If they are healthy, not thin and have a good winter coat, they should be fine. Along with a draft free, plenty of bedding and good alfalfa hay or good hay for them 24/7 if the weather is extremely cold. 

If however, you have new born kids, I would suggest a heat lamp for a few days or until they are strong. 
Or putting a sweater on the kids if they appear too cold. Wet babies and cold do not mix.
Just be careful, you do not start a fire with the warming method used for weak, sick or newborn babies. That is the only time I would use heating methods.

Be sure to watch their water for freezing. 
Some use a heater type thing on the waterers so they do not freeze.


----------



## goatblessings (Jan 6, 2015)

Do be present for kidding - kids can be chilled very easily. Also make sure your wether is separated from your doe, as you don't know how he will react being recently banded. Kids need to be warm and dry, draft free and get that first colustrum. Make sure their temp is 100.5 or above. A nice clean deep bed of straw will help insulate them during the cold.


----------



## Viki (Oct 29, 2017)

Their pen has a small door prolly 3x4 wide where they can go in and iut as they please. Now today its about 20° and very windy. Should i keep them in and cover the door?


----------



## goatblessings (Jan 6, 2015)

Is the door pointing toward the direct wind? Goats will usually go in if they are chilled. If they can get out of the draft they should be fine unless you think one is ready to kid. How big is their pen and how many goats are in there?


----------



## Viki (Oct 29, 2017)

goatblessings said:


> Do be present for kidding - kids can be chilled very easily. Also make sure your wether is separated from your doe, as you don't know how he will react being recently banded. Kids need to be warm and dry, draft free and get that first colustrum. Make sure their temp is 100.5 or above. A nice clean deep bed of straw will help insulate them during the cold.
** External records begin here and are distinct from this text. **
use parking_lot::RwLock;
use std::sync::atomic::{AtomicU64, Ordering};
use tokio::time::Instant;

/// Lock-free request counters for one endpoint
#[derive(Debug)]
pub struct AtomicEndpointStats {
    /// Total number of requests made to this endpoint
    pub total_requests: AtomicU64,

    /// Requests that ended in a node-side failure
    pub total_errors: AtomicU64,

    /// Consecutive error count (resets on success)
    pub consecutive_errors: AtomicU64,

    /// Last observed latency in microseconds
    pub last_latency_us: AtomicU64,

    /// Current number of requests holding a slot
    pub in_flight: AtomicU64,

    /// Highest in-flight count ever observed
    pub peak_in_flight: AtomicU64,

    last_success: RwLock<Option<Instant>>,
}

impl AtomicEndpointStats {
    pub fn new() -> Self {
        Self {
            total_requests: AtomicU64::new(0),
            total_errors: AtomicU64::new(0),
            consecutive_errors: AtomicU64::new(0),
            last_latency_us: AtomicU64::new(0),
            in_flight: AtomicU64::new(0),
            peak_in_flight: AtomicU64::new(0),
            last_success: RwLock::new(None),
        }
    }

    /// Record a successful request
    pub fn record_success(&self, latency_us: u64) {
        self.total_requests.fetch_add(1, Ordering::Relaxed);
        self.consecutive_errors.store(0, Ordering::Relaxed);
        self.last_latency_us.store(latency_us, Ordering::Relaxed);
        *self.last_success.write() = Some(Instant::now());
    }

    /// Record a failed request
    pub fn record_failure(&self, latency_us: u64) {
        self.total_requests.fetch_add(1, Ordering::Relaxed);
        self.total_errors.fetch_add(1, Ordering::Relaxed);
        self.consecutive_errors.fetch_add(1, Ordering::Relaxed);
        self.last_latency_us.store(latency_us, Ordering::Relaxed);
    }

    pub fn slot_acquired(&self) {
        let now = self.in_flight.fetch_add(1, Ordering::Relaxed) + 1;
        self.peak_in_flight.fetch_max(now, Ordering::Relaxed);
    }

    pub fn slot_released(&self) {
        self.in_flight.fetch_sub(1, Ordering::Relaxed);
    }

    /// Success rate (1.0 with no traffic yet)
    pub fn success_rate(&self) -> f64 {
        let total = self.total_requests.load(Ordering::Relaxed);
        if total == 0 {
            return 1.0;
        }
        let errors = self.total_errors.load(Ordering::Relaxed);
        (total - errors) as f64 / total as f64
    }

    pub fn consecutive_errors(&self) -> u64 {
        self.consecutive_errors.load(Ordering::Relaxed)
    }

    pub fn total_requests(&self) -> u64 {
        self.total_requests.load(Ordering::Relaxed)
    }

    pub fn total_errors(&self) -> u64 {
        self.total_errors.load(Ordering::Relaxed)
    }

    pub fn in_flight(&self) -> u64 {
        self.in_flight.load(Ordering::Relaxed)
    }

    pub fn last_latency_us(&self) -> u64 {
        self.last_latency_us.load(Ordering::Relaxed)
    }

    pub fn peak_in_flight(&self) -> u64 {
        self.peak_in_flight.load(Ordering::Relaxed)
    }

    pub fn time_since_last_success(&self) -> Option<std::time::Duration> {
        self.last_success.read().as_ref().map(|instant| instant.elapsed())
    }
}

impl Default for AtomicEndpointStats {
    fn default() -> Self {
        Self::new()
    }
}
I definitely plan on being present when they kid. I am all ready with clean blankets and towels bottles colostrum and baby milk on hand. Also am buying a heat lamp so i can keep them warm if necessary. Thermometer and iodine and sharp scissors in bag ready to go.


----------



## Viki (Oct 29, 2017)

goatblessings said:


> Is the door pointing toward the direct wind? Goats will usually go in if they are chilled. If they can get out of the draft they should be fine unless you think one is ready to kid. How big is their pen and how many goats are in there?


No the door is in between buildings so not in direct wind. There pen is about 10ft wide and 20 ft long. I have 3 goats 2 females both pregnant (think i have about 3 weeks left) and the daddy who was castrated last month. The girls follow him everywhere and blat when they cant find him.


----------



## goatblessings (Jan 6, 2015)

They are nigerians? They should be fine with the weather as long as they can get in when they want. I do have separate kidding pens for my does. Hormones can cause does and bucks to get aggressive with mamas and new kids. I have a 10x20 horse stall I've penned off which works fine when I have a doe that is about to kid. She gets separate attention and I don't have to worry about problems with the other goats and keeping babies warm and safe - also kidding assistance if necessary without other goats being in the way.


----------



## goatblessings (Jan 6, 2015)

In this pic you can sort of see the separation between the front and the back of the pen. We built it using scrap wood.


----------



## toth boer goats (Jul 20, 2008)

All good advice.


----------